== WORKING DATA ==

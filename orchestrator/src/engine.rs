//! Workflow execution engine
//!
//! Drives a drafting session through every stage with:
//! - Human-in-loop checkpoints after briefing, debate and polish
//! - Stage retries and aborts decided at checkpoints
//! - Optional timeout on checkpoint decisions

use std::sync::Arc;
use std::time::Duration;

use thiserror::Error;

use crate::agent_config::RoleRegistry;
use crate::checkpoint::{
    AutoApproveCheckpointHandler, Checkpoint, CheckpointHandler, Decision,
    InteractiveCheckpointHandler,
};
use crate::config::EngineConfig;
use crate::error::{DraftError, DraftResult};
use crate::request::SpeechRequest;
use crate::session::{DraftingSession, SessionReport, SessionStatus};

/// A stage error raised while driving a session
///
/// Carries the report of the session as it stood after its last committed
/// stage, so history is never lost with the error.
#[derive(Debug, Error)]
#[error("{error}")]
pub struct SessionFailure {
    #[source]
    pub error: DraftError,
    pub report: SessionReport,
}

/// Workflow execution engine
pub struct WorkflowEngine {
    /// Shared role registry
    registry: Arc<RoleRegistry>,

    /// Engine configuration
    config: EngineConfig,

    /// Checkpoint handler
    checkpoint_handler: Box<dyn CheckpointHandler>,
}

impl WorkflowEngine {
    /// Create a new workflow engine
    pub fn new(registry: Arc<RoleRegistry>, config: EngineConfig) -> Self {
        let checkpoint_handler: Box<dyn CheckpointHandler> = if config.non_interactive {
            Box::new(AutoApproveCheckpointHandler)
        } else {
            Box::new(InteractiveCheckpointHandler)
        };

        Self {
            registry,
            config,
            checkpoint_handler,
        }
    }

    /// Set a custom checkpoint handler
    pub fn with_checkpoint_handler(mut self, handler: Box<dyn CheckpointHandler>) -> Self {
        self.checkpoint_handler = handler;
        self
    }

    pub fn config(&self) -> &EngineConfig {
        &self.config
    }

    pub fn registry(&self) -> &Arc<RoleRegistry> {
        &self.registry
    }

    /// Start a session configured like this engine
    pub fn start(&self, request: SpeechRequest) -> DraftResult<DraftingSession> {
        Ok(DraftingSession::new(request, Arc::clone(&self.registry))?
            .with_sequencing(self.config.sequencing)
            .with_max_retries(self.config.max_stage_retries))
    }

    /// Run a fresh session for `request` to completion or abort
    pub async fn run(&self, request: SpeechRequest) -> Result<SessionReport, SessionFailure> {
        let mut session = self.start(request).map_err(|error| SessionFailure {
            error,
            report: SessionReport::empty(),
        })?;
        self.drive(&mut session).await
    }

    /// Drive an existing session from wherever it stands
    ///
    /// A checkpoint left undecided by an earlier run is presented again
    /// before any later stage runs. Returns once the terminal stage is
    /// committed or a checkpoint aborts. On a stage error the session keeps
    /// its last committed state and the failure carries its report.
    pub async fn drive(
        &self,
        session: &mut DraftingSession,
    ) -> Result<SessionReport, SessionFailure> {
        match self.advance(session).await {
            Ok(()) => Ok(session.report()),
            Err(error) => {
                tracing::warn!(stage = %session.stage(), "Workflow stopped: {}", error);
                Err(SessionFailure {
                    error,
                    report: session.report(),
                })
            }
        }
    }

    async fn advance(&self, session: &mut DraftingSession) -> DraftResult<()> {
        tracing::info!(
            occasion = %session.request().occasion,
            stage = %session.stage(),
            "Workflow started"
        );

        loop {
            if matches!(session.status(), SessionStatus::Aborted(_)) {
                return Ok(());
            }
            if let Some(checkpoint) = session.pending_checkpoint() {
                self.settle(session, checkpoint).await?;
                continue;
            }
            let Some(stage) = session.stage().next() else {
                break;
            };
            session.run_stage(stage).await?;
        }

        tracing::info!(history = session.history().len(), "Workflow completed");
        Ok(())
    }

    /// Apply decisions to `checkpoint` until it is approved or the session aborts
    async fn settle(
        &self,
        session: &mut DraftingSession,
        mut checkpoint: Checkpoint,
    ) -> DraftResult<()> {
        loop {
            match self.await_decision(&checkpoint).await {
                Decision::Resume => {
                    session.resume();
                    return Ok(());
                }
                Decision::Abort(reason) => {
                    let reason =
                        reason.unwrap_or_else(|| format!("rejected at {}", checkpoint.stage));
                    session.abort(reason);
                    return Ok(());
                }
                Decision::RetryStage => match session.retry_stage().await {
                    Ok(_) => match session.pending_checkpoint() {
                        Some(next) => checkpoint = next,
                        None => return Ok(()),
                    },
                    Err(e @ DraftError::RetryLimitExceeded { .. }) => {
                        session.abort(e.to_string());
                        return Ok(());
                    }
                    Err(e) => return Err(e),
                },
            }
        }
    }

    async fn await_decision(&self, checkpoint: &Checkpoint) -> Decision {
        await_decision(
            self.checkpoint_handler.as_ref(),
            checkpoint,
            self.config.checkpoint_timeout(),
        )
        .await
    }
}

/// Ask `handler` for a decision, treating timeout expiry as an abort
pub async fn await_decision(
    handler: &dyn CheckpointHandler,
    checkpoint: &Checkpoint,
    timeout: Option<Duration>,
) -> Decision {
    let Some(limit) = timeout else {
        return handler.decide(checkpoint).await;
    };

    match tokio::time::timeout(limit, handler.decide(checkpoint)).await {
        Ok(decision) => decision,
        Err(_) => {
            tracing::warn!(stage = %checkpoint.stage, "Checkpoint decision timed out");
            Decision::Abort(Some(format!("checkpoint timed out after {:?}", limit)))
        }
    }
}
==
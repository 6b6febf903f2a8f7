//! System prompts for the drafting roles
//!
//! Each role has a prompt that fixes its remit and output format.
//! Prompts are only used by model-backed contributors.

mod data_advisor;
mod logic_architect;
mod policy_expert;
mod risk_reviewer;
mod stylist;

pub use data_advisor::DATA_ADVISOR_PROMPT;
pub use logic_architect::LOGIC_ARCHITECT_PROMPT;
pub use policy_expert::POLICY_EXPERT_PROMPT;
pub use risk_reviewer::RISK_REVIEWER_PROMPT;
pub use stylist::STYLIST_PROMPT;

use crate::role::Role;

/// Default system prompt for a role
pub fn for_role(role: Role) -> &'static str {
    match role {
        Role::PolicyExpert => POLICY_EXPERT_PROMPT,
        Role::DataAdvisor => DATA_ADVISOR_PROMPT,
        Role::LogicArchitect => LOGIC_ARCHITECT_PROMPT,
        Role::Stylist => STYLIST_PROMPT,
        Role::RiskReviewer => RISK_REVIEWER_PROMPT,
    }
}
* * *
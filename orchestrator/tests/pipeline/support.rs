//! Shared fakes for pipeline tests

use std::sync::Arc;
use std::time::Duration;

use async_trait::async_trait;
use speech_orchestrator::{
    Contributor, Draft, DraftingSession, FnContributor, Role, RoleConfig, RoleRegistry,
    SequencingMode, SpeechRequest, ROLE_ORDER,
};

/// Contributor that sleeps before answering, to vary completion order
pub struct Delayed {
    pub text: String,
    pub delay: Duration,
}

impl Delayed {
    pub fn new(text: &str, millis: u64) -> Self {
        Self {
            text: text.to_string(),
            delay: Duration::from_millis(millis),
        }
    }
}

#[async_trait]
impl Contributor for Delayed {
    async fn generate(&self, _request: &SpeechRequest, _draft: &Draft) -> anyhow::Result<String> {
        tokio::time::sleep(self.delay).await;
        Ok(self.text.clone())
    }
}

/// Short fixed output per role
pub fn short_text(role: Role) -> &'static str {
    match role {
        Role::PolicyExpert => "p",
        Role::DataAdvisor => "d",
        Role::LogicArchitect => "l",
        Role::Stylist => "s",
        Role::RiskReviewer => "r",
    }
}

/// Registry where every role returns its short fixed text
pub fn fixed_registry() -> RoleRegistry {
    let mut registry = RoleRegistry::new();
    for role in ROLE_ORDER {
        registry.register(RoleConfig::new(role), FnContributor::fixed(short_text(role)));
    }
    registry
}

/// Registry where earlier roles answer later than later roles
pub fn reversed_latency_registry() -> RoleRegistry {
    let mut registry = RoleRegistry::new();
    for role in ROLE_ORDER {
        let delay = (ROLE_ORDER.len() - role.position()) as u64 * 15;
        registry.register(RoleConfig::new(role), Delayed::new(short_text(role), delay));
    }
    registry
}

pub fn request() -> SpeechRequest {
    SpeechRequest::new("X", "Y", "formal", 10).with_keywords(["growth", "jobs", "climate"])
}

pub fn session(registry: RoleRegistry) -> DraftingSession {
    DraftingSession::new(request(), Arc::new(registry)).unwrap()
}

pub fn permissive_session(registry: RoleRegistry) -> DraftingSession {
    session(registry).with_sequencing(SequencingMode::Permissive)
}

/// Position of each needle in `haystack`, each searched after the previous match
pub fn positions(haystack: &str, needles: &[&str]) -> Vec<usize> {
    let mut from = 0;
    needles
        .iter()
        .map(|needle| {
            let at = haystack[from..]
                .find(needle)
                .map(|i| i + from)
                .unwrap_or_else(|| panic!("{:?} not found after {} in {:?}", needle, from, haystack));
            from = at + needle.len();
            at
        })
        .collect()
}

== WORK TO BE COMPLETED ==
Gather each line from the entries above that includes the word "DraftingSession".

== WRITTEN SOLUTION ==
use crate::session::{DraftingSession, SessionReport, SessionStatus};
    pub fn start(&self, request: SpeechRequest) -> DraftResult<DraftingSession> {
        Ok(DraftingSession::new(request, Arc::clone(&self.registry))?
        session: &mut DraftingSession,
    async fn advance(&self, session: &mut DraftingSession) -> DraftResult<()> {
        session: &mut DraftingSession,
    Contributor, Draft, DraftingSession, FnContributor, Role, RoleConfig, RoleRegistry,
pub fn session(registry: RoleRegistry) -> DraftingSession {
    DraftingSession::new(request(), Arc::new(registry)).unwrap()
pub fn permissive_session(registry: RoleRegistry) -> DraftingSession {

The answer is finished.